TO DO: Search the records for lines with the word "serde" and copy each match.

── RECORD EXCERPTS

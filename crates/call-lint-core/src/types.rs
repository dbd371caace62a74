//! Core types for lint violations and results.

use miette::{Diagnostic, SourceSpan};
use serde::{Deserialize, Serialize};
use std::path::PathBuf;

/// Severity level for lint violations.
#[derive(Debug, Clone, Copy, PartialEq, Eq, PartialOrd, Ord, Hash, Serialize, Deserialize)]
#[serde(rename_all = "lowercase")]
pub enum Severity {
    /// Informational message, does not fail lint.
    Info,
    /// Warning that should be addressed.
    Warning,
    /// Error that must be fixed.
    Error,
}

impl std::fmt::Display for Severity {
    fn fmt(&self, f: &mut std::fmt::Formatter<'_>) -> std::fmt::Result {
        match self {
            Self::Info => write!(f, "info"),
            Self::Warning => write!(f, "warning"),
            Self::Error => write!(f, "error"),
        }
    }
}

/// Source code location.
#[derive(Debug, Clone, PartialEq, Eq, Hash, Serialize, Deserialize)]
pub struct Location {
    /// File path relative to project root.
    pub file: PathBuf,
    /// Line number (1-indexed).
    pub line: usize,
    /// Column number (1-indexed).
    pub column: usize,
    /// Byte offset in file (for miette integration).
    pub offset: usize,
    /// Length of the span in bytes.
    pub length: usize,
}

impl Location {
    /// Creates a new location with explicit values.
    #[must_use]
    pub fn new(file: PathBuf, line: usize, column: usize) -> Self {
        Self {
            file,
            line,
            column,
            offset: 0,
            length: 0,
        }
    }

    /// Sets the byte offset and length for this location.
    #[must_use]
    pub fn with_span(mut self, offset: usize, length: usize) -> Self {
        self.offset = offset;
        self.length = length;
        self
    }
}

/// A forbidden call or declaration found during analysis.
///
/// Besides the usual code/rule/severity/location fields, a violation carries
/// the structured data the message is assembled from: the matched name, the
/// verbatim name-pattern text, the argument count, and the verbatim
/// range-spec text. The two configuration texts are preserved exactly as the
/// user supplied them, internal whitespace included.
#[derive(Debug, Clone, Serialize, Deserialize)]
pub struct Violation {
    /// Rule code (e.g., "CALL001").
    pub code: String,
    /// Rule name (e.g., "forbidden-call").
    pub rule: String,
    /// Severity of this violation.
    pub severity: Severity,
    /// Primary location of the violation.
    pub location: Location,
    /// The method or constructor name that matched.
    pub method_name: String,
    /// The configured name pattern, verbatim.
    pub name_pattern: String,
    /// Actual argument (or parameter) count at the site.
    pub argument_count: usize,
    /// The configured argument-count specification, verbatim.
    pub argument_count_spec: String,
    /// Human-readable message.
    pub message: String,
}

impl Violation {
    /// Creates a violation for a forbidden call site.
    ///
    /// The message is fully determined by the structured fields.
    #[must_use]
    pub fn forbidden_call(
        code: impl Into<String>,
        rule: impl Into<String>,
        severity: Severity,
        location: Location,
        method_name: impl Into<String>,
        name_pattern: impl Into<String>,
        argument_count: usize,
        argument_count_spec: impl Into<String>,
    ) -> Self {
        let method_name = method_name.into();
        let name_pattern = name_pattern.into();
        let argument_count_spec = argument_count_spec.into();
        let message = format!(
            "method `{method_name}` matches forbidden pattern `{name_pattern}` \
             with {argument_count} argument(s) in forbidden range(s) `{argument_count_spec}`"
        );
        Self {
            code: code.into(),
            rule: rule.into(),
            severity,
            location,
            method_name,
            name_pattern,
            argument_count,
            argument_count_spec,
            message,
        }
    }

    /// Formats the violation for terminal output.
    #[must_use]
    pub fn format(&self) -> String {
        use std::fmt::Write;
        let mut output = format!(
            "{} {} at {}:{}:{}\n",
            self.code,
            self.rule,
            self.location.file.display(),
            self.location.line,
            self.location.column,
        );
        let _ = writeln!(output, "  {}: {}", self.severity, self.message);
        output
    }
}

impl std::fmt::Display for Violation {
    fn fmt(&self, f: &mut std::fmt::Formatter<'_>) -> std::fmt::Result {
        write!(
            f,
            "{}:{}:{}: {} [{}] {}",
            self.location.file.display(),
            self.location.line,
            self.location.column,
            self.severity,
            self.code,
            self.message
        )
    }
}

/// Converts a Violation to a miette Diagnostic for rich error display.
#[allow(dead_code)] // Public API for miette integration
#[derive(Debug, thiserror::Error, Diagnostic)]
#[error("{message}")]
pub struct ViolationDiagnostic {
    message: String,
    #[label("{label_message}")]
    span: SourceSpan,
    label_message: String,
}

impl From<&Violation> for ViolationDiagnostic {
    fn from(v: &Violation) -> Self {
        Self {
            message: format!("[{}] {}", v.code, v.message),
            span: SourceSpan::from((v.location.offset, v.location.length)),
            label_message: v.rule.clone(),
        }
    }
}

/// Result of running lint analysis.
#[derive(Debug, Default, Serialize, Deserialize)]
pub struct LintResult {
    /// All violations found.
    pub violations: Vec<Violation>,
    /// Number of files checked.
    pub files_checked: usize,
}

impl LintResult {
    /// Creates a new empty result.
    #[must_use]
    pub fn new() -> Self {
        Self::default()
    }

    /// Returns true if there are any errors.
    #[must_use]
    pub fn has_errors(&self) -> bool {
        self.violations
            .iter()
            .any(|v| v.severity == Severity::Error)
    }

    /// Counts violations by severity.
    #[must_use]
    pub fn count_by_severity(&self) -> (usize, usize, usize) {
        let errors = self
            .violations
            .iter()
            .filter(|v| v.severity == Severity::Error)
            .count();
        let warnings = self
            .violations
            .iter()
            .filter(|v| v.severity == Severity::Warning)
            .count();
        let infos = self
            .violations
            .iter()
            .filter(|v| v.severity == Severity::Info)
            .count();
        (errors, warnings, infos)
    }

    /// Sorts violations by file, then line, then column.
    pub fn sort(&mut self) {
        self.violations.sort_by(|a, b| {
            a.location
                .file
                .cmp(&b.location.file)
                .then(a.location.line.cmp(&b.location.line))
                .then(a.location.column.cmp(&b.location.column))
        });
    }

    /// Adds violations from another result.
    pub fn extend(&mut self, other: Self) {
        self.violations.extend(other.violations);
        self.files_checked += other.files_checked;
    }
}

────

THE ANSWER:
use serde::{Deserialize, Serialize};
#[serde(rename_all = "lowercase")]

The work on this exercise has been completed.